For instance, if we want to fit a random forest model as implemented by the ranger
package for the purpose of classification and we want to tune the mtry
parameter (the number of randomly selected variables to be considered at each split in the trees), then we would define the following model specification:
rf_model <-
# specify that the model is a random forest
rand_forest() %>%
# specify that the `mtry` parameter needs to be tuned
set_args(mtry = tune()) %>%
# select the engine/package that underlies the model
set_engine("ranger", importance = "impurity") %>%
# choose either the continuous regression or binary classification mode
set_mode("classification")
If you want to be able to examine the variable importance of your final model later, you will need to set importance
argument when setting the engine. For ranger, the importance options are "impurity"
or "permutation"
.
As another example, the following code would instead specify a logistic regression model from the glm
package.
lr_model <-
# specify that the model is a random forest
logistic_reg() %>%
# select the engine/package that underlies the model
set_engine("glm") %>%
# choose either the continuous regression or binary classification mode
set_mode("classification")
Note that this code doesn’t actually fit the model. Like the recipe, it just outlines a description of the model. Moreover, setting a parameter to tune()
means that it will be tuned later in the tune stage of the pipeline (i.e. the value of the parameter that yields the best performance will be chosen). You could also just specify a particular value of the parameter if you don’t want to tune it e.g. using set_args(mtry = 4)
.
Another thing to note is that nothing about this model specification is specific to the diabetes dataset.
Put it all together in a workflow
We’re now ready to put the model and recipes together into a workflow.
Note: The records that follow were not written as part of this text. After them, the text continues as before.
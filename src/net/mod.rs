//! Networking modules for the cage REST backend.
//!
//! SYSTEM CONTEXT
//! ==============
//! `api` issues the REST calls, `error` classifies their failures, and `types`
//! defines the wire schema shared by both.

pub mod api;
pub mod error;
pub mod types;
You initiate a workflow using workflow()
(from the workflows
package) and then you can add a recipe and add a model to it.
# set the workflow
rf_workflow <- workflow() %>%
# add the recipe
add_recipe(diabetes_recipe) %>%
# add the model
add_model(rf_model)
Note that we still haven’t yet implemented the pre-processing steps in the recipe nor have we fit the model. We’ve just written the framework. It is only when we tune the parameters or fit the model that the recipe and model frameworks are actually implemented.
Tune the parameters
Since we had a parameter that we designated to be tuned (mtry
), we need to tune it (i.e. choose the value that leads to the best performance) before fitting our model. If you don’t have any parameters to tune, you can skip this step.
Note that we will do our tuning using the cross-validation object (diabetes_cv
). To do this, we specify the range of mtry
values we want to try, and then we add a tuning layer to our workflow using tune_grid()
(from the tune
package). Note that we focus on two metrics: accuracy
and roc_auc
(from the yardstick
package).
# specify which values eant to try
rf_grid <- expand.grid(mtry = c(3, 4, 5))
# extract results
rf_tune_results <- rf_workflow %>%
tune_grid(resamples = diabetes_cv, #CV object
grid = rf_grid, # grid of values to try
metrics = metric_set(accuracy, roc_auc) # metrics we care about
)
## i Creating pre-processing data to finalize unknown parameter: mtry
You can tune multiple parameters at once by providing multiple parameters to the expand.grid()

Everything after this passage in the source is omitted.